В Муханове кулак потихоньку, уже совсем ослабевшими руками, но все еще придерживает бедняка. В Муханове не хватает вдосталь картошки. Нет лекарств в мухановской амбулатории, а в мухановской школе ребята, хотя и прочли мне наизусть, без запинки длиннющее стихотворение об океанском шторме и героях-краснофлотцах, но ни чтецы, и никто не знал, что такое океан и что такое краснофлотец… Прорех целое множество, схватишься за одну, а уже зовет другая.
Но разве страшны эти маленькие прорешки, если самое главное уже сшито и завязано крепким узлом? Ведь возврата нет! Ведь уже произошло самое неслыханное, самое великое из того, что могло произойти за много веков. Сто миллионов мелких, жалких, раздробленных хозяев поверили партии большевиков, что лучше будет, если объединить труд и орудия производства.

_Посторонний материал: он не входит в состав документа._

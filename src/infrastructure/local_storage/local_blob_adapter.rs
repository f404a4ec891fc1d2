// Copyright 2026 Google LLC
//
// Licensed under the Apache License, Version 2.0 (the "License");
// you may not use this file except in compliance with the License.
// You may obtain a copy of the License at
//
//      http://www.apache.org/licenses/LICENSE-2.0
//
// Unless required by applicable law or agreed to in writing, software
// distributed under the License is distributed on an "AS IS" BASIS,
// WITHOUT WARRANTIES OR CONDITIONS OF ANY KIND, either express or implied.
// See the License for the specific language governing permissions and
// limitations under the License.

//! Infrastructure adapter for append-only backup objects on the local filesystem.

use log::debug;
use std::fs::{File, OpenOptions};
use std::io::{ErrorKind, Write};
use std::path::{Path, PathBuf};

use crate::domain::errors::{BackupError, Result};
use crate::ports::blob_store_port::BlobStorePort;

/// Hosted append blobs accept at most 4 MiB per block.
pub const DEFAULT_MAX_BLOCK_BYTES: usize = 4 * 1024 * 1024;

/// Concrete implementation of `BlobStorePort` backed by a directory.
///
/// Each object is one file inside the container directory. Blocks are written
/// with `O_APPEND` and flushed with `sync_data` before the call returns.
pub struct LocalBlobAdapter {
    container: PathBuf,
    max_block_bytes: usize,
}

impl LocalBlobAdapter {
    /// Opens (and creates if needed) the container directory.
    pub fn new(container: impl AsRef<Path>, max_block_bytes: usize) -> Result<Self> {
        let container = container.as_ref().to_path_buf();
        std::fs::create_dir_all(&container)?;
        Ok(Self {
            container,
            max_block_bytes: max_block_bytes.max(1),
        })
    }

    fn path_for(&self, name: &str) -> Result<PathBuf> {
        if name.is_empty() || name == "." || name == ".." || name.contains(['/', '\\']) {
            return Err(BackupError::AppendError {
                destination: name.to_string(),
                reason: "object names must be a single path component".into(),
            });
        }
        Ok(self.container.join(name))
    }

    fn append_error(name: &str, reason: impl ToString) -> BackupError {
        BackupError::AppendError {
            destination: name.to_string(),
            reason: reason.to_string(),
        }
    }
}

impl BlobStorePort for LocalBlobAdapter {
    fn create_if_absent(&self, name: &str) -> Result<bool> {
        let path = self.path_for(name)?;
        match OpenOptions::new().write(true).create_new(true).open(&path) {
            Ok(f) => {
                f.sync_all().map_err(|e| Self::append_error(name, e))?;
                debug!("Created {}", path.display());
                Ok(true)
            }
            Err(e) if e.kind() == ErrorKind::AlreadyExists => Ok(false),
            Err(e) => Err(Self::append_error(name, e)),
        }
    }

    fn append_block(&self, name: &str, block: &[u8]) -> Result<()> {
        if block.len() > self.max_block_bytes {
            return Err(Self::append_error(
                name,
                format!(
                    "block of {} bytes exceeds the {} byte limit",
                    block.len(),
                    self.max_block_bytes
                ),
            ));
        }
        let path = self.path_for(name)?;
        let mut file: File = OpenOptions::new()
            .append(true)
            .open(&path)
            .map_err(|e| match e.kind() {
                ErrorKind::NotFound => Self::append_error(name, "object does not exist"),
                _ => Self::append_error(name, e),
            })?;
        file.write_all(block)
            .map_err(|e| Self::append_error(name, e))?;
        file.sync_data().map_err(|e| Self::append_error(name, e))?;
        Ok(())
    }

    fn max_block_bytes(&self) -> usize {
        self.max_block_bytes
    }

    fn read(&self, name: &str) -> Result<Option<Vec<u8>>> {
        let path = self.path_for(name)?;
        match std::fs::read(&path) {
            Ok(bytes) => Ok(Some(bytes)),
            Err(e) if e.kind() == ErrorKind::NotFound => Ok(None),
            Err(e) => Err(BackupError::IoError(e)),
        }
    }
}
// Copyright 2026 Google LLC
//
// Licensed under the Apache License, Version 2.0 (the "License");
// you may not use this file except in compliance with the License.
// You may obtain a copy of the License at
//
//      http://www.apache.org/licenses/LICENSE-2.0
//
// Unless required by applicable law or agreed to in writing, software
// distributed under the License is distributed on an "AS IS" BASIS,
// WITHOUT WARRANTIES OR CONDITIONS OF ANY KIND, either express or implied.
// See the License for the specific language governing permissions and
// limitations under the License.

//! # Table Store Port
//!
//! This Port defines what it means to "read a page" from the wide-column
//! table. It doesn't care IF the table lives in a cloud service, a local file,
//! or a Mock for testing.

use chrono::SecondsFormat;
use std::fmt;

use crate::domain::cursor::WatermarkPosition;
use crate::domain::entities::RowPage;
use crate::domain::errors::Result;

/// Filter expression sent with a page query.
#[derive(Debug, Clone, PartialEq, Eq)]
pub enum QueryFilter {
    /// Every row, in the store's natural key order.
    All,
    /// Rows whose `field` timestamp sorts after `position`, tie-broken on key.
    ///
    /// Results must come back ordered by `(field, PartitionKey, RowKey)`.
    /// Rows that lack `field` must still be returned so the caller can reject
    /// them instead of silently losing them.
    After {
        field: String,
        position: Option<WatermarkPosition>,
    },
}

impl fmt::Display for QueryFilter {
    fn fmt(&self, f: &mut fmt::Formatter<'_>) -> fmt::Result {
        match self {
            QueryFilter::All => write!(f, "(all)"),
            QueryFilter::After {
                field,
                position: None,
            } => write!(f, "order by {}", field),
            QueryFilter::After {
                field,
                position: Some(p),
            } => {
                let ts = p.timestamp.to_rfc3339_opts(SecondsFormat::AutoSi, true);
                write!(
                    f,
                    "{field} gt datetime'{ts}' or ({field} eq datetime'{ts}' and \
                     (PartitionKey gt '{pk}' or (PartitionKey eq '{pk}' and RowKey gt '{rk}')))",
                    field = field,
                    ts = ts,
                    pk = p.partition_key,
                    rk = p.row_key
                )
            }
        }
    }
}

/// `TableStorePort` is the read side of the backup.
///
/// Implementations must be safe to call from several runs at once.
pub trait TableStorePort: Send + Sync {
    /// Human-readable name of the source, used in logs and errors.
    fn name(&self) -> String;

    /// Reads up to `page_size` rows matching `filter`, starting at
    /// `continuation` (or the beginning when `None`).
    ///
    /// `page_size` is a hint. Stores may cap it further, and an empty page
    /// with a continuation token is legal.
    fn query_page(
        &self,
        filter: &QueryFilter,
        page_size: usize,
        continuation: Option<&str>,
    ) -> Result<RowPage>;
}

Мухановские, а кроме них – ильменевские да еще димитровские, Михайловские, федоровские и всякие иные перестали думать дедовской, изуродованной царями головой. Они поверили в новое, проверили и теперь сами готовы доказать каждому: засуха не страшна, если снегом согреть и напоить зерно Бедность не страшна, если работать и хозяйствовать артелью.
Именно это, величайшее из событий, определяющих судьбы мира, проморгали те, кто, насилуя мировой эфир и телеграфную проволоку, поспешают за тещей испанского короля Альфонса, за несравненным женихом в купальном костюме.
Она, мировая печать, не забывает сообщать и о советской стране. Но – жалкая бумажная потаскуха – о чем она дребезжит! Она пугает Европу призраками демпинга и советского принудительного труда.
Идиоты – разве страшно это? Разве этого надо бояться? Если бы в самом деле в нашей стране была система рабского труда – трудно ли было бы передовому цивилизованному буржуазному миру задушить государство с таким отсталым древнеримским строем социальных отношений?
Но ведь действительность много страшнее. «Я правду о тебе порасскажу такую, что хуже всякой лжи!»
Действительность то, что заволжские крестьяне, те же, что десять лет назад, раздавленные засухой, принимали кусок хлеба от американских благотворителей, теперь сознательно, разумно и своевременно выходят на поля удерживать снег.
Действительность то, что сто тридцать дворов в Муханове и еще двадцать миллионов по всей стране, миновав сомнения и колебания, преодолев право-левое сопротивление Петуховых, добровольно объединившись, задушив угнетателей, совместно эксплуатируют неистощимую природу шестой части света. И Герберт Гувер, еще недавно председатель снисходительной к нашей нищете АРА, теперь, в должности американского президента, трусит мощного экспорта продуктов колхозного труда.